Laminak, eraikitzaileen epopeia Lamin, une saga de bâtisseurs Statue représentant une lamina dans le village d'Arrasate en Gipuzkoa.
Lamina ez da bakarrik gure haurtzaroaren ipuinen pertsonaia zintzo bat.
Q
ui n’a pas rêvé un jour de voir son travail accompli à la perfection par quelque entité féerique ? D’ailleurs est-ce un hasard si parmi les êtres peuplant la riche mythologie basque, Lamin (ou Lamina ou Lamiña, Amilamia à Agurrain, Eilamia à en Aezkoa) est le plus connu pour ses talents, outre de bâtisseur, de dépatouilleur d’embrouilles ? Le plus connu ? Rien n’est si sûr.
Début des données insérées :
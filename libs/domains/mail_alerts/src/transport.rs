//! Host mail transport seam.

use crate::dispatcher::FailureNotifier;
use crate::models::{OutgoingMail, SendFailure, SendReceipt};
use crate::pipeline::MailPipeline;
use crate::repository::MailLogRepository;
use async_trait::async_trait;
use tracing::debug;

/// Something that actually transmits mail.
#[cfg_attr(test, mockall::automock)]
#[async_trait]
pub trait MailTransport: Send + Sync {
    async fn send(&self, mail: &OutgoingMail) -> Result<SendReceipt, SendFailure>;
}

/// Transport wrapper that reports every send to a [`MailPipeline`].
///
/// The inner transport's result is returned untouched; recording happens in the
/// background.
pub struct InstrumentedTransport<T, R: MailLogRepository + ?Sized, N: FailureNotifier + ?Sized> {
    inner: T,
    pipeline: MailPipeline<R, N>,
}

impl<T, R, N> InstrumentedTransport<T, R, N>
where
    T: MailTransport,
    R: MailLogRepository + ?Sized + 'static,
    N: FailureNotifier + ?Sized + 'static,
{
    pub fn new(inner: T, pipeline: MailPipeline<R, N>) -> Self {
        Self { inner, pipeline }
    }

    pub fn pipeline(&self) -> &MailPipeline<R, N> {
        &self.pipeline
    }
}

#[async_trait]
impl<T, R, N> MailTransport for InstrumentedTransport<T, R, N>
where
    T: MailTransport,
    R: MailLogRepository + ?Sized + 'static,
    N: FailureNotifier + ?Sized + 'static,
{
    async fn send(&self, mail: &OutgoingMail) -> Result<SendReceipt, SendFailure> {
        let send_id = self.pipeline.send_initiated(mail.clone()).await;

        match self.inner.send(mail).await {
            Ok(receipt) => {
                self.pipeline.send_succeeded(send_id, receipt.clone()).await;
                Ok(receipt)
            }
            Err(failure) => {
                debug!(send_id = %send_id, error = %failure, "Transport reported failure");
                self.pipeline
                    .send_failed(Some(send_id), failure.clone().or_metadata_from(mail))
                    .await;
                Err(failure)
            }
        }
    }
}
Du reste comme l’on peut discuter longtemps du sexe des anges, bien malin celui qui définirait celui des Lamin. Si, selon le père José Miguel de Barandiaran (Atáun, 1889 – 1991), un ethnographe maître en la matière, la plupart des légendes le situent du côté du beau sexe, en Iparralde, Lamin serait plutôt hermaphrodite. Claude Labat, disciple éclairé du précédent et qui partage depuis de longues années l’insigne honneur de côtoyer de près les êtres de nos fontaines, de nos forêts et de nos ravins, et de partager, dit-on, l’intimité des nymphes d’Euskal herria, en trace un portrait précis : « Une chose est sûre, dans la majorité des récits que j’ai lus, les Lamina sont des filles ou des femmes, et elles semblent plutôt belles, voire coquettes ; il suffit de voir le temps qu’elles passent à leur toilette ! Beaucoup de récits laissent entendre aussi que les Lamina sont de petite taille, et parfois de très petite taille, puisqu’on peut les enfermer dans une mesure à grains. » Tous les récits se recoupent et, à défaut d’avoir le pied mignon, le Lamin se distingue par des pattes palmées. Claude qui correspond avec eux (elles), affirme que leur voix est suave, et, connaissant leur langue, a établi un vocabulaire : « Plusieurs légendes permettent de dire qu’elles utilisent des expressions propres comme des onomatopées : pirun-pirun ou firin-firin pour dire finement, purdun-purdun, furdulu-furdulu, fran-fran pour dire maladroitement, pordolka-pordolka, purdukun-purdukun pour grossièrement. » Quant à son habitat, le montagnard vous citera
plus d’une cavité l’évoquant et c’est vrai que les laminzulo (trou de Lamin) sont légion entre Bizkaia et Zuberoa. De Barandiaran évoque d’ailleurs une toponymie couvrant l’ensemble des sept provinces : Lamien ziluak à Camou Cihigue (Ziberoa), Laminosin (le puits des Lamin) à Jutsi, Lamuxain à Sara, Lamien leze à Zugarramurdi et même un Lamiñen eskaatza (cuisine des lamin à Arrasate), rappelant au passage que ces êtres connaissent, les affres du quotidien, qu’ils ont une vie sentimentale, et surtout qu’ils sont mortels ; peut-être est-ce pour cette raison qu’ils ne sont pas les aimables gnomes des contes de notre enfance, pouvant se révéler d’une cruauté consommée envers les humains.Bâtisseurs, on leur attribue, nuitamment, la construction de ponts et de châteaux et l’achèvement des œuvres humaines. Car Lamin est une entité de la nuit et, rappelle Claude Labat : « quand on essaye de comprendre le sens des légendes concernant ces personnages on reste étonné par la portée et la profondeur de ce qu’on découvre. » Et d’évoquer le rapport qu’entretiennent ces êtres mythiques avec la lumière, « un thème majeur et sans doute très ancien connu dans la vaste zone vasconne qui, durant l’Antiquité s’étend de la Garonne à l’Èbre. » Il reste évident que le Lamin est étroitement lié au monde souterrain mais aussi au culte des eaux. Gardiens des trésors souterrains, représentés dans les contes par le convoité peigne d’or qui n’est que le symbole de la sagesse, n’aurions nous pas intérêt à considérer différemment nos fontaines et les cavités de nos montagnes ?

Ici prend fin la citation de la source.